Provided data =>
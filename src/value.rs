// Copyright (c) 2025 Sean McNamara <smcnam@gmail.com>
//
// Licensed under the Apache License, Version 2.0 (the "License");
// you may not use this file except in compliance with the License.
// You may obtain a copy of the License at
//
//     http://www.apache.org/licenses/LICENSE-2.0
//
// Unless required by applicable law or agreed to in writing, software
// distributed under the License is distributed on an "AS IS" BASIS,
// WITHOUT WARRANTIES OR CONDITIONS OF ANY KIND, either express or implied.
// See the License for the specific language governing permissions and
// limitations under the License.

//! Conversion of loosely typed values into log text.
//!
//! Only text, characters, integers and floating point numbers have a textual
//! form. Everything else renders as [`UNSUPPORTED_PLACEHOLDER`] instead of
//! failing the append it is part of.

use std::any::Any;
use std::borrow::Cow;
use std::fmt;

use crate::constants::UNSUPPORTED_PLACEHOLDER;

/// A value that can be appended to a log line.
#[derive(Debug, Clone, PartialEq)]
pub enum Value<'a> {
    Text(Cow<'a, str>),
    Char(char),
    Int(i64),
    UInt(u64),
    Float(f64),
    Float32(f32),
    Unsupported,
}

macro_rules! downcast_number {
    ($value:expr, $variant:ident as $target:ty, $($ty:ty),+) => {
        $(
            if let Some(v) = $value.downcast_ref::<$ty>() {
                return Value::$variant(*v as $target);
            }
        )+
    };
}

impl<'a> Value<'a> {
    /// Classify an arbitrary value by its concrete type.
    ///
    /// Types outside the known set map to [`Value::Unsupported`].
    pub fn from_any(value: &'a dyn Any) -> Self {
        if let Some(s) = value.downcast_ref::<String>() {
            return Value::Text(Cow::Borrowed(s.as_str()));
        }
        if let Some(s) = value.downcast_ref::<&'static str>() {
            return Value::Text(Cow::Borrowed(*s));
        }
        if let Some(c) = value.downcast_ref::<char>() {
            return Value::Char(*c);
        }
        downcast_number!(value, Int as i64, i8, i16, i32, i64, isize);
        downcast_number!(value, UInt as u64, u8, u16, u32, u64, usize);
        downcast_number!(value, Float as f64, f64);
        downcast_number!(value, Float32 as f32, f32);
        Value::Unsupported
    }

    pub fn render(&self) -> Cow<'_, str> {
        match self {
            Value::Text(s) => Cow::Borrowed(s.as_ref()),
            Value::Char(c) => Cow::Owned(c.to_string()),
            Value::Int(n) => Cow::Owned(n.to_string()),
            Value::UInt(n) => Cow::Owned(n.to_string()),
            Value::Float(n) => Cow::Owned(n.to_string()),
            Value::Float32(n) => Cow::Owned(n.to_string()),
            Value::Unsupported => Cow::Borrowed(UNSUPPORTED_PLACEHOLDER),
        }
    }
}

impl fmt::Display for Value<'_> {
    fn fmt(&self, f: &mut fmt::Formatter<'_>) -> fmt::Result {
        f.write_str(&self.render())
    }
}

impl<'a> From<&'a str> for Value<'a> {
    fn from(value: &'a str) -> Self {
        Value::Text(Cow::Borrowed(value))
    }
}

impl<'a> From<&'a String> for Value<'a> {
    fn from(value: &'a String) -> Self {
        Value::Text(Cow::Borrowed(value.as_str()))
    }
}

impl From<String> for Value<'_> {
    fn from(value: String) -> Self {
        Value::Text(Cow::Owned(value))
    }
}

impl From<char> for Value<'_> {
    fn from(value: char) -> Self {
        Value::Char(value)
    }
}

impl From<f64> for Value<'_> {
    fn from(value: f64) -> Self {
        Value::Float(value)
    }
}

impl From<f32> for Value<'_> {
    fn from(value: f32) -> Self {
        Value::Float32(value)
    }
}

macro_rules! impl_from_integer {
    ($variant:ident as $target:ty, $($ty:ty),+) => {
        $(
            impl From<$ty> for Value<'_> {
                fn from(value: $ty) -> Self {
                    Value::$variant(value as $target)
                }
            }
        )+
    };
}

impl_from_integer!(Int as i64, i8, i16, i32, i64, isize);
impl_from_integer!(UInt as u64, u8, u16, u32, u64, usize);
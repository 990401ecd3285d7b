// Copyright (c) 2025 Sean McNamara <smcnam@gmail.com>
//
// Licensed under the Apache License, Version 2.0 (the "License");
// you may not use this file except in compliance with the License.
// You may obtain a copy of the License at
//
//     http://www.apache.org/licenses/LICENSE-2.0
//
// Unless required by applicable law or agreed to in writing, software
// distributed under the License is distributed on an "AS IS" BASIS,
// WITHOUT WARRANTIES OR CONDITIONS OF ANY KIND, either express or implied.
// See the License for the specific language governing permissions and
// limitations under the License.

//! Timestamp rendering for log lines.

use chrono::{Local, NaiveDateTime};

/// Source of the wall-clock time stamped onto each line.
pub type Clock = fn() -> NaiveDateTime;

const TIMESTAMP_FORMAT: &str = "[%Y/%m/%d %H:%M:%S]";

/// Current local time, the default [`Clock`].
pub fn local_now() -> NaiveDateTime {
    Local::now().naive_local()
}

/// Render `time` as a fixed-width `[YYYY/MM/DD HH:MM:SS]` stamp.
pub fn format_timestamp(time: &NaiveDateTime) -> String {
    time.format(TIMESTAMP_FORMAT).to_string()
}

/// Stamp for the current local time.
pub fn now() -> String {
    format_timestamp(&local_now())
}
// Copyright (c) 2025 Sean McNamara <smcnam@gmail.com>
//
// Licensed under the Apache License, Version 2.0 (the "License");
// you may not use this file except in compliance with the License.
// You may obtain a copy of the License at
//
//     http://www.apache.org/licenses/LICENSE-2.0
//
// Unless required by applicable law or agreed to in writing, software
// distributed under the License is distributed on an "AS IS" BASIS,
// WITHOUT WARRANTIES OR CONDITIONS OF ANY KIND, either express or implied.
// See the License for the specific language governing permissions and
// limitations under the License.

use anyhow::{Context, Result};
use once_cell::sync::Lazy;
use serde::{Deserialize, Serialize};
use std::fs;
use std::path::{Path, PathBuf};

use crate::constants::{DEFAULT_BUFFER_SIZE, LOG_FILE_EXTENSION};

/// Working directory of the process, captured the first time it is needed.
static DEFAULT_LOG_DIR: Lazy<PathBuf> =
    Lazy::new(|| std::env::current_dir().unwrap_or_else(|_| PathBuf::from(".")));

/// Directory new configs write into unless told otherwise.
pub fn default_log_dir() -> &'static Path {
    DEFAULT_LOG_DIR.as_path()
}

/// Settings a [`crate::Logger`] is constructed from
#[derive(Debug, Clone, PartialEq, Eq, Deserialize, Serialize)]
pub struct LoggerConfig {
    /// Logical name, used as the line prefix and the file stem
    pub name: String,

    /// Directory holding `<name>.txt`
    #[serde(default = "default_directory")]
    pub directory: PathBuf,

    /// Append to an existing file instead of truncating it
    #[serde(default)]
    pub append: bool,

    /// Requested buffer capacity in bytes (clamped to the minimum on open)
    #[serde(default = "default_buffer_size")]
    pub buffer_size: usize,

    /// Mirror every line to the echo sink (stdout unless replaced)
    #[serde(default)]
    pub echo: bool,
}

fn default_directory() -> PathBuf {
    default_log_dir().to_path_buf()
}

fn default_buffer_size() -> usize {
    DEFAULT_BUFFER_SIZE
}

impl LoggerConfig {
    pub fn new(name: impl Into<String>) -> Self {
        Self {
            name: name.into(),
            directory: default_directory(),
            append: false,
            buffer_size: DEFAULT_BUFFER_SIZE,
            echo: false,
        }
    }

    /// Load config from a TOML file
    pub fn load(path: &Path) -> Result<Self> {
        let content = fs::read_to_string(path)
            .with_context(|| format!("Failed to read logger config: {}", path.display()))?;

        let config: LoggerConfig = toml::from_str(&content)
            .with_context(|| format!("Failed to parse logger config: {}", path.display()))?;

        Ok(config)
    }

    pub fn with_directory(mut self, directory: impl Into<PathBuf>) -> Self {
        self.directory = directory.into();
        self
    }

    pub fn with_append(mut self, append: bool) -> Self {
        self.append = append;
        self
    }

    pub fn with_buffer_size(mut self, buffer_size: usize) -> Self {
        self.buffer_size = buffer_size;
        self
    }

    pub fn with_echo(mut self, echo: bool) -> Self {
        self.echo = echo;
        self
    }

    /// Full path of the backing file, `<directory>/<name>.txt`
    pub fn file_path(&self) -> PathBuf {
        self.directory
            .join(format!("{}.{}", self.name, LOG_FILE_EXTENSION))
    }
}
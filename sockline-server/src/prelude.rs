//! Prelude module with common imports
//!
//! Re-exports what a typical server binary or handler needs.

// Server types
pub use crate::config::ServerConfig;
pub use crate::connection::{ConnectionId, ExtraData, HandshakeState};
pub use crate::dispatch::Session;
pub use crate::handler::{BoxedHandler, EchoHandler, Handler};
pub use crate::multiplexer::{Multiplexer, ServerHandle};
pub use crate::server::{Server, ServerBuilder};

// Re-export core types
pub use sockline_core::prelude::*;
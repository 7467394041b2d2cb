//! Application messages and fragment reassembly
//!
//! A [`Message`] is what handlers see: a complete text or binary payload,
//! however many frames it arrived in. [`MessageAssembler`] turns the data frames
//! of one connection into messages. Control frames never pass through it.

use crate::error::{Error, ProtocolError, Result};
use crate::frame::Frame;
use crate::protocol::{constants::DEFAULT_MAX_MESSAGE_SIZE, Opcode};
use bytes::{Bytes, BytesMut};
use std::fmt;

/// A complete WebSocket data message
#[derive(Debug, Clone, PartialEq, Eq)]
pub enum Message {
    /// UTF-8 text message
    Text(String),
    /// Binary message
    Binary(Bytes),
}

impl Message {
    /// Create a text message
    pub fn text(text: impl Into<String>) -> Self {
        Self::Text(text.into())
    }

    /// Create a binary message
    pub fn binary(data: impl Into<Bytes>) -> Self {
        Self::Binary(data.into())
    }

    /// Build a message from a reassembled payload, validating text as UTF-8
    pub fn from_payload(opcode: Opcode, payload: Bytes) -> Result<Self> {
        match opcode {
            Opcode::Text => String::from_utf8(payload.to_vec())
                .map(Message::Text)
                .map_err(|_| Error::Protocol(ProtocolError::InvalidUtf8)),
            _ => Ok(Message::Binary(payload)),
        }
    }

    /// Opcode this message is sent with
    pub fn opcode(&self) -> Opcode {
        match self {
            Message::Text(_) => Opcode::Text,
            Message::Binary(_) => Opcode::Binary,
        }
    }

    /// Get the message payload as text
    pub fn as_text(&self) -> Option<&str> {
        match self {
            Message::Text(text) => Some(text),
            Message::Binary(_) => None,
        }
    }

    /// Get the raw payload bytes
    pub fn as_bytes(&self) -> &[u8] {
        match self {
            Message::Text(text) => text.as_bytes(),
            Message::Binary(data) => data,
        }
    }

    /// Payload length in bytes
    pub fn len(&self) -> usize {
        self.as_bytes().len()
    }

    /// Check if the payload is empty
    pub fn is_empty(&self) -> bool {
        self.len() == 0
    }

    /// Single unmasked frame carrying this message
    pub fn to_frame(&self) -> Frame {
        Frame::new(self.opcode(), Bytes::copy_from_slice(self.as_bytes()))
    }
}

impl fmt::Display for Message {
    fn fmt(&self, f: &mut fmt::Formatter<'_>) -> fmt::Result {
        match self {
            Message::Text(text) => write!(f, "Text({})", text),
            Message::Binary(data) => write!(f, "Binary({} bytes)", data.len()),
        }
    }
}

/// Result of pushing a frame into a [`MessageAssembler`]
#[derive(Debug, Clone, PartialEq, Eq)]
pub enum Assembled {
    /// A message is complete
    Message(Message),
    /// The frame was buffered (or swallowed) and nothing is ready yet
    Pending,
    /// The fragmented message outgrew the limit and was thrown away
    Dropped {
        /// Buffered size that triggered the drop
        size: usize,
    },
}

#[derive(Debug, Default)]
enum State {
    #[default]
    Idle,
    Collecting {
        opcode: Opcode,
        buffer: BytesMut,
    },
    /// Swallowing the remainder of a dropped message until its final frame
    Discarding,
}

/// Reassembles fragmented data frames into messages
///
/// Unfragmented data frames are delivered immediately, even while a
/// fragmented message is open, and leave that message untouched. A new
/// non-final data frame replaces whatever fragment was being collected.
#[derive(Debug)]
pub struct MessageAssembler {
    state: State,
    max_message_size: usize,
}

impl Default for MessageAssembler {
    fn default() -> Self {
        Self::new(DEFAULT_MAX_MESSAGE_SIZE)
    }
}

impl MessageAssembler {
    /// Create an assembler that drops fragmented messages above `max_message_size`
    pub fn new(max_message_size: usize) -> Self {
        Self {
            state: State::Idle,
            max_message_size,
        }
    }

    /// Feed one data frame
    pub fn push(&mut self, frame: Frame) -> Result<Assembled> {
        let max = self.max_message_size;
        match (frame.fin, frame.opcode) {
            (true, Opcode::Continuation) => match std::mem::take(&mut self.state) {
                State::Idle => Err(ProtocolError::UnexpectedContinuation.into()),
                State::Discarding => Ok(Assembled::Pending),
                State::Collecting { opcode, mut buffer } => {
                    if let Some(size) = overflows(&buffer, &frame, max) {
                        return Ok(Assembled::Dropped { size });
                    }
                    buffer.extend_from_slice(&frame.payload);
                    Message::from_payload(opcode, buffer.freeze()).map(Assembled::Message)
                }
            },
            (false, Opcode::Continuation) => match &mut self.state {
                State::Idle => Err(ProtocolError::UnexpectedContinuation.into()),
                State::Discarding => Ok(Assembled::Pending),
                State::Collecting { buffer, .. } => {
                    if let Some(size) = overflows(buffer, &frame, max) {
                        self.state = State::Discarding;
                        return Ok(Assembled::Dropped { size });
                    }
                    buffer.extend_from_slice(&frame.payload);
                    Ok(Assembled::Pending)
                }
            },
            (true, opcode) => Message::from_payload(opcode, frame.payload).map(Assembled::Message),
            (false, opcode) => {
                if frame.payload.len() > max {
                    self.state = State::Discarding;
                    return Ok(Assembled::Dropped {
                        size: frame.payload.len(),
                    });
                }
                self.state = State::Collecting {
                    opcode,
                    buffer: BytesMut::from(&frame.payload[..]),
                };
                Ok(Assembled::Pending)
            }
        }
    }

    /// Forget any partially assembled message
    pub fn clear(&mut self) {
        self.state = State::Idle;
    }

    /// Check if a fragmented message is open (collecting or discarding)
    pub fn is_assembling(&self) -> bool {
        !matches!(self.state, State::Idle)
    }

    /// Bytes currently held for the open fragmented message
    pub fn buffered_bytes(&self) -> usize {
        match &self.state {
            State::Collecting { buffer, .. } => buffer.len(),
            _ => 0,
        }
    }
}

fn overflows(buffer: &BytesMut, frame: &Frame, max: usize) -> Option<usize> {
    let size = buffer.len() + frame.payload.len();
    (size > max).then_some(size)
}

#[cfg(test)]
mod tests {
    use super::*;

    #[test]
    fn test_message_accessors() {
        let text = Message::text("hello");
        assert_eq!(text.opcode(), Opcode::Text);
        assert_eq!(text.as_text(), Some("hello"));
        assert_eq!(text.len(), 5);

        let binary = Message::binary(vec![1, 2, 3]);
        assert_eq!(binary.as_text(), None);
        assert_eq!(binary.as_bytes(), &[1, 2, 3]);
        assert_eq!(binary.to_frame().opcode, Opcode::Binary);
    }

    #[test]
    fn test_message_display() {
        assert_eq!(Message::text("hello").to_string(), "Text(hello)");
        assert_eq!(Message::binary(vec![1, 2, 3]).to_string(), "Binary(3 bytes)");
    }

    #[test]
    fn test_unfragmented_delivery() {
        let mut assembler = MessageAssembler::default();

        let out = assembler.push(Frame::binary(vec![7u8; 4])).unwrap();
        assert_eq!(out, Assembled::Message(Message::binary(vec![7u8; 4])));
        assert!(!assembler.is_assembling());
    }

    #[test]
    fn test_fragmented_reassembly() {
        let mut assembler = MessageAssembler::default();

        let first = Frame::text("ab").fin(false);
        let middle = Frame::continuation("cd").fin(false);
        let last = Frame::continuation("ef");

        assert_eq!(assembler.push(first).unwrap(), Assembled::Pending);
        assert!(assembler.is_assembling());
        assert_eq!(assembler.push(middle).unwrap(), Assembled::Pending);
        assert_eq!(assembler.buffered_bytes(), 4);

        let out = assembler.push(last).unwrap();
        assert_eq!(out, Assembled::Message(Message::text("abcdef")));
        assert!(!assembler.is_assembling());
        assert_eq!(assembler.buffered_bytes(), 0);
    }

    #[test]
    fn test_unfragmented_frame_inside_fragment() {
        let mut assembler = MessageAssembler::default();

        assembler.push(Frame::binary(vec![1]).fin(false)).unwrap();
        let out = assembler.push(Frame::text("now")).unwrap();
        assert_eq!(out, Assembled::Message(Message::text("now")));

        let out = assembler.push(Frame::continuation(vec![2])).unwrap();
        assert_eq!(out, Assembled::Message(Message::binary(vec![1, 2])));
    }

    #[test]
    fn test_unexpected_continuation() {
        let mut assembler = MessageAssembler::default();

        for frame in [Frame::continuation("x"), Frame::continuation("x").fin(false)] {
            let err = assembler.push(frame).unwrap_err();
            assert!(matches!(
                err,
                Error::Protocol(ProtocolError::UnexpectedContinuation)
            ));
        }
    }

    #[test]
    fn test_overflow_drops_and_recovers() {
        let mut assembler = MessageAssembler::new(8);

        assembler.push(Frame::binary(vec![0u8; 6]).fin(false)).unwrap();
        let out = assembler
            .push(Frame::continuation(vec![0u8; 6]).fin(false))
            .unwrap();
        assert_eq!(out, Assembled::Dropped { size: 12 });
        assert_eq!(assembler.buffered_bytes(), 0);

        // The rest of the dropped message is swallowed, including its FIN
        assert_eq!(
            assembler.push(Frame::continuation(vec![0u8; 2]).fin(false)).unwrap(),
            Assembled::Pending
        );
        assert_eq!(
            assembler.push(Frame::continuation(vec![0u8; 2])).unwrap(),
            Assembled::Pending
        );
        assert!(!assembler.is_assembling());

        assembler.push(Frame::text("ok").fin(false)).unwrap();
        let out = assembler.push(Frame::continuation("!")).unwrap();
        assert_eq!(out, Assembled::Message(Message::text("ok!")));
    }

    #[test]
    fn test_overflow_on_final_fragment() {
        let mut assembler = MessageAssembler::new(4);

        assembler.push(Frame::text("abc").fin(false)).unwrap();
        let out = assembler.push(Frame::continuation("de")).unwrap();
        assert_eq!(out, Assembled::Dropped { size: 5 });
        assert!(!assembler.is_assembling());
    }

    #[test]
    fn test_invalid_utf8_text() {
        let mut assembler = MessageAssembler::default();

        let err = assembler
            .push(Frame::text(vec![0xff, 0xfe]))
            .unwrap_err();
        assert!(matches!(err, Error::Protocol(ProtocolError::InvalidUtf8)));

        // Split code point across fragments is fine once reassembled
        let snowman = "\u{2603}".as_bytes();
        assembler
            .push(Frame::text(snowman[..1].to_vec()).fin(false))
            .unwrap();
        let out = assembler
            .push(Frame::continuation(snowman[1..].to_vec()))
            .unwrap();
        assert_eq!(out, Assembled::Message(Message::text("\u{2603}")));
    }

    #[test]
    fn test_clear() {
        let mut assembler = MessageAssembler::default();
        assembler.push(Frame::text("ab").fin(false)).unwrap();

        assembler.clear();
        assert!(!assembler.is_assembling());
        assert!(assembler.push(Frame::continuation("cd")).is_err());
    }
}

Task directions => Lines holding the word "content" in the entries above are the ones to pull out. Copy them all.

Task output =>
        let content = fs::read_to_string(path)
        let config: LoggerConfig = toml::from_str(&content)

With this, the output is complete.